[Records drawn from a dataset]
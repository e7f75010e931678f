use super::BrailleCanvas;
use glam::DVec2;

/// Bresenham line between dot coordinates
pub fn draw_line(canvas: &mut BrailleCanvas, x0: i32, y0: i32, x1: i32, y1: i32) {
    let dx = (x1 - x0).abs();
    let dy = -(y1 - y0).abs();
    let sx = if x0 < x1 { 1 } else { -1 };
    let sy = if y0 < y1 { 1 } else { -1 };
    let mut err = dx + dy;

    let mut x = x0;
    let mut y = y0;

    loop {
        canvas.set_pixel_signed(x, y);

        if x == x1 && y == y1 {
            break;
        }

        let e2 = 2 * err;

        if e2 >= dy {
            if x == x1 {
                break;
            }
            err += dy;
            x += sx;
        }

        if e2 <= dx {
            if y == y1 {
                break;
            }
            err += dx;
            y += sy;
        }
    }
}

/// Liang–Barsky clip of `a..b` against `[0, w) x [0, h)`
pub fn clip_segment(a: DVec2, b: DVec2, w: f64, h: f64) -> Option<(DVec2, DVec2)> {
    if !(a.is_finite() && b.is_finite()) {
        return None;
    }
    let d = b - a;
    let (max_x, max_y) = (w - 1.0, h - 1.0);
    let mut t0 = 0.0_f64;
    let mut t1 = 1.0_f64;

    for (p, q) in [
        (-d.x, a.x),
        (d.x, max_x - a.x),
        (-d.y, a.y),
        (d.y, max_y - a.y),
    ] {
        if p == 0.0 {
            if q < 0.0 {
                return None;
            }
            continue;
        }
        let r = q / p;
        if p < 0.0 {
            if r > t1 {
                return None;
            }
            t0 = t0.max(r);
        } else {
            if r < t0 {
                return None;
            }
            t1 = t1.min(r);
        }
    }
    Some((a + d * t0, a + d * t1))
}

/// Line between dot positions, clipped to the canvas first
pub fn draw_segment(canvas: &mut BrailleCanvas, a: DVec2, b: DVec2) {
    let (w, h) = canvas.pixel_size();
    if let Some((a, b)) = clip_segment(a, b, w as f64, h as f64) {
        draw_line(
            canvas,
            a.x.round() as i32,
            a.y.round() as i32,
            b.x.round() as i32,
            b.y.round() as i32,
        );
    }
}

/// Filled disc (sprite markers)
pub fn draw_disc(canvas: &mut BrailleCanvas, cx: i32, cy: i32, radius: i32) {
    for dy in -radius..=radius {
        for dx in -radius..=radius {
            if dx * dx + dy * dy <= radius * radius {
                canvas.set_pixel_signed(cx + dx, cy + dy);
            }
        }
    }
}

Work instruction:
When answering, write out each of the lines above exactly as given.

Exercise answer:
repository e7f75010e931678f
use super::BrailleCanvas;
use glam::DVec2;

/// Bresenham line between dot coordinates
pub fn draw_line(canvas: &mut BrailleCanvas, x0: i32, y0: i32, x1: i32, y1: i32) {
    let dx = (x1 - x0).abs();
    let dy = -(y1 - y0).abs();
    let sx = if x0 < x1 { 1 } else { -1 };
    let sy = if y0 < y1 { 1 } else { -1 };
    let mut err = dx + dy;

    let mut x = x0;
    let mut y = y0;

    loop {
        canvas.set_pixel_signed(x, y);

        if x == x1 && y == y1 {
            break;
        }

        let e2 = 2 * err;

        if e2 >= dy {
            if x == x1 {
                break;
            }
            err += dy;
            x += sx;
        }

        if e2 <= dx {
            if y == y1 {
                break;
            }
            err += dx;
            y += sy;
        }
    }
}

/// Liang–Barsky clip of `a..b` against `[0, w) x [0, h)`
pub fn clip_segment(a: DVec2, b: DVec2, w: f64, h: f64) -> Option<(DVec2, DVec2)> {
    if !(a.is_finite() && b.is_finite()) {
        return None;
    }
    let d = b - a;
    let (max_x, max_y) = (w - 1.0, h - 1.0);
    let mut t0 = 0.0_f64;
    let mut t1 = 1.0_f64;

    for (p, q) in [
        (-d.x, a.x),
        (d.x, max_x - a.x),
        (-d.y, a.y),
        (d.y, max_y - a.y),
    ] {
        if p == 0.0 {
            if q < 0.0 {
                return None;
            }
            continue;
        }
        let r = q / p;
        if p < 0.0 {
            if r > t1 {
                return None;
            }
            t0 = t0.max(r);
        } else {
            if r < t0 {
                return None;
            }
            t1 = t1.min(r);
        }
    }
    Some((a + d * t0, a + d * t1))
}

/// Line between dot positions, clipped to the canvas first
pub fn draw_segment(canvas: &mut BrailleCanvas, a: DVec2, b: DVec2) {
    let (w, h) = canvas.pixel_size();
    if let Some((a, b)) = clip_segment(a, b, w as f64, h as f64) {
        draw_line(
            canvas,
            a.x.round() as i32,
            a.y.round() as i32,
            b.x.round() as i32,
            b.y.round() as i32,
        );
    }
}

/// Filled disc (sprite markers)
pub fn draw_disc(canvas: &mut BrailleCanvas, cx: i32, cy: i32, radius: i32) {
    for dy in -radius..=radius {
        for dx in -radius..=radius {
            if dx * dx + dy * dy <= radius * radius {
                canvas.set_pixel_signed(cx + dx, cy + dy);
            }
        }
    }
}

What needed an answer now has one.